- Judiciary of Spain
- Established: 1989
- Jurisdiction: Castille and León
- Location: Burgos
- Composition method: Civil and Criminal Chamber Administrative Chamber Employment (Social) Chamber
- Authorised by: Superior Court of Justice
- Appeals to: Supreme Court of Spain
- Appeals from: Audiencias Provinciales (civil and criminal cases) Juzgados de lo Contencioso-Administrativo (administrative law cases) Juzgados de lo Social (labour law cases).
- Judge term length: indefinite
- Website: poderjudicial.es/cgpj/es/Poder-Judicial/Tribunales-Superiores-de-Justicia/TSJ-Castilla-y-Leon/

Presidente
- Currently: José Luis Concepción Rodríguez

= High Court of Justice of Castile and León =

Superior and appellate court in Castile and León, based in Burgos

The High Court of Justice of Castile and León (Tribunal Superior de Justicia de Castilla y León), is the superior and appellate court of the Judiciary of Spain in the territory of the autonomous community of Castile and León, notwithstanding its original jurisdiction in some cases, and the jurisdiction of the Supreme court. Located in Burgos, the court is divided into the Civil, Criminal, Administrative (Contencioso-Administrativo) and Labour (Social) chambers. The High Court is also tasked with the resolution of jurisdictional conflicts between the courts in Castile and León.

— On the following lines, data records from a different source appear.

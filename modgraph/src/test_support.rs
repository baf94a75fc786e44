//! Test-only helpers for constructing program graphs.

use std::collections::BTreeMap;
use std::fs;
use std::path::{Path, PathBuf};

use anyhow::{Context, Result};
use serde_json::{Value, json};
use tempfile::TempDir;

use crate::core::component::{Component, Predictor};
use crate::core::module::{Module, ModuleRef};

/// A predictor component with the given signature and default fields.
pub fn predictor(signature: &str) -> Component {
    Component::Predictor(Predictor::new(signature))
}

pub fn list(items: Vec<Component>) -> Component {
    Component::List(items)
}

pub fn map(entries: Vec<(&str, Component)>) -> Component {
    Component::Map(
        entries
            .into_iter()
            .map(|(key, value)| (key.to_string(), value))
            .collect::<BTreeMap<_, _>>(),
    )
}

pub fn shared(module: Module) -> ModuleRef {
    module.into_shared()
}

/// Deterministic two-level program:
///
/// ```text
/// retrieve            predictor
/// qa                  module
///   generate          predictor
///   critics[0..2]     predictors
///   temperature       opaque
/// name                opaque
/// ```
pub fn sample_program() -> Module {
    let qa = Module::new()
        .with_attr("generate", predictor("question, passages -> answer"))
        .with_attr(
            "critics",
            list(vec![predictor("answer -> faithful"), predictor("answer -> concise")]),
        )
        .with_attr("temperature", json!(0.2));
    Module::new()
        .with_attr("retrieve", predictor("question -> passages"))
        .with_attr("qa", qa)
        .with_attr("name", json!("rag"))
}

/// Temporary directory holding a graph description and optional settings.
pub struct TempGraph {
    dir: TempDir,
    pub graph_path: PathBuf,
    pub settings_path: PathBuf,
}

impl TempGraph {
    pub fn new(graph: &Value) -> Result<Self> {
        let dir = tempfile::tempdir().context("create tempdir")?;
        let graph_path = dir.path().join("graph.json");
        let settings_path = dir.path().join("modgraph.toml");
        let mut buf = serde_json::to_string_pretty(graph)?;
        buf.push('\n');
        fs::write(&graph_path, buf)
            .with_context(|| format!("write {}", graph_path.display()))?;
        Ok(Self {
            dir,
            graph_path,
            settings_path,
        })
    }

    pub fn path(&self) -> &Path {
        self.dir.path()
    }

    pub fn write_settings(&self, contents: &str) -> Result<()> {
        fs::write(&self.settings_path, contents)
            .with_context(|| format!("write {}", self.settings_path.display()))
    }
}

/// Graph description with predictors at `a` and `b.c`, each bound to the
/// model of the same index in `models` (`None` leaves the LM unset).
pub fn two_predictor_graph(models: [Option<&str>; 2]) -> Value {
    let leaf = |signature: &str, model: Option<&str>| match model {
        Some(model) => json!({ "kind": "predictor", "signature": signature, "lm": { "model": model } }),
        None => json!({ "kind": "predictor", "signature": signature }),
    };
    json!({
        "attrs": [
            { "name": "a", "value": leaf("q -> a", models[0]) },
            { "name": "b", "value": { "kind": "module", "attrs": [
                { "name": "c", "value": leaf("a -> c", models[1]) }
            ] } }
        ]
    })
}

The court was established by article 26 of the Organic Law of the Judiciary of 1985 (Ley Orgánica del Poder Judicial de 1985).

The President of this court is appointed by the General Council of the Judiciary for a five year term. The president of the High Court of Justice of Castile and León is José Luis Concepción Rodríguez.

== Courthouse ==
In July 1871 an agreement was reached to erect a building to be the seat of the then-Territorial Court (Audiencia Territorial). It was designed by Castile and León architect David Ruiz Jareño. Construction did not start until 1878, and after some budget problems the building was completed on January 22, 1887.

During the renovation from 2007 to 2011 the courthouse was temporarily moved to the court buildings in the civic centre of San Juan. The renovations were completed In 2012.

It shares the building with the Provincial Court (Audiencia Provincial) of Burgos and the Office of the Superior Prosecutor for Castile and León.